Область особенно опасную для Пнина представлял английский язык. Не считая таких не особенно полезных случайных словечек, как the rest is silence (остальное – молчанье), nevermore (больше никогда), weekend (конец недели), who's who (кто – что), и несколько обиходных слов вроде есть, улица, самопишущее перо, гангстер, чарльстон, марджиналь ютилити, он вовсе не владел английским в то время, когда уезжал из Франции в Соединенные Штаты. Он упрямо засел за изучение языка Фенимора Купера, Эдгара По, Эдисона и тридцати одного Президента. В 1941 году, в конце первого года занятий, он был достаточно искушен, чтобы свободно пользоваться выражениями вроде вишфуль финкинг (принимать желаемое за действительное) и оки-доки.
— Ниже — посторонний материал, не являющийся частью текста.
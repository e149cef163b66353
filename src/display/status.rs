//! Store status formatting

use crate::migration::{MigrationState, MigrationStatus};

pub fn format_migration_status(status: &MigrationStatus) -> String {
    let mut output = format!("Migration: {}", status.state);
    if let Some(completed_at) = status.completed_at {
        output.push_str(&format!(
            " ({})",
            completed_at.format("%Y-%m-%d %H:%M:%S UTC")
        ));
    }
    output.push('\n');

    if status.state == MigrationState::RolledBack {
        if let Some(error) = &status.last_error {
            output.push_str(&format!("  Last error: {}\n", error));
        }
    }
    output
}

/// Record counts per collection, one per line
pub fn format_collection_counts(counts: &[(&str, usize)]) -> String {
    let width = counts
        .iter()
        .map(|(name, _)| name.len())
        .max()
        .unwrap_or(0);

    let mut output = String::new();
    for (name, count) in counts {
        output.push_str(&format!("  {:<width$}  {:>6}\n", name, count, width = width));
    }
    output
}

#[cfg(test)]
mod tests {
    use super::*;

    #[test]
    fn test_rolled_back_shows_error() {
        let status = MigrationStatus::rolled_back("checksum mismatch for 'soccerTeams'");
        let output = format_migration_status(&status);
        assert!(output.starts_with("Migration: rolled back"));
        assert!(output.contains("checksum mismatch"));
    }

    #[test]
    fn test_committed_shows_time() {
        let output = format_migration_status(&MigrationStatus::committed());
        assert!(output.starts_with("Migration: committed ("));
    }

    #[test]
    fn test_counts_aligned() {
        let output = format_collection_counts(&[("teams", 2), ("adjustments", 10)]);
        assert_eq!(output, "  teams             2\n  adjustments      10\n");
    }
}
К 1942-му он был в состоянии прерывать свое повествование фразой «Ty мэйк э лонг стори шорт» (короче говоря). К началу второго срока президента Трумана Пнин практически мог справиться с любой темой; но, с другой стороны, продвижение вперед, казалось, приостановилось, несмотря на все его усилия, и к 1950 году его английский язык все еще был полон изъянов. В ту осень он пополнил свои русские курсы еженедельными лекциями в так называемом симпозиуме («Бескрылая Европа: обзор современной континентальной культуры»), которым руководил д-р Гаген. Все лекции нашего друга, включая те случайные, с которыми он выступал в других городах, редактировал один из младших сотрудников Германского отделения. Процедура была несколько громоздкая. Профессор Пнин старательно переводил свой русский словесный поток, пересыпанный идиоматическими выражениями, на корявый английский. Это исправлялось молодым Миллером. Потом секретарша д-ра Гагена, мисс Айзенбор, переписывала все это на машинке. Потом Пнин вычеркивал места, которые он не понимал. Потом он читал остальное своей еженедельной аудитории. Он был совершенно беспомощен без приготовленного текста; не мог он воспользоваться и старым приемом маскировать свой недостаток движением глаз вверх-вниз – выхватывая горсточку слов, забрасывая их в аудиторию и растягивая конец предложения, пока ныряешь за следующим. Беспокойный взгляд Пнина непременно сбился бы со следа. Поэтому он предпочитал читать свои лекции, не отрывая глаз от текста, медленным, монотонным баритоном, напоминавшим восхождение по одной из тех нескончаемых лестниц, которыми пользуются люди, побаивающиеся лифтов.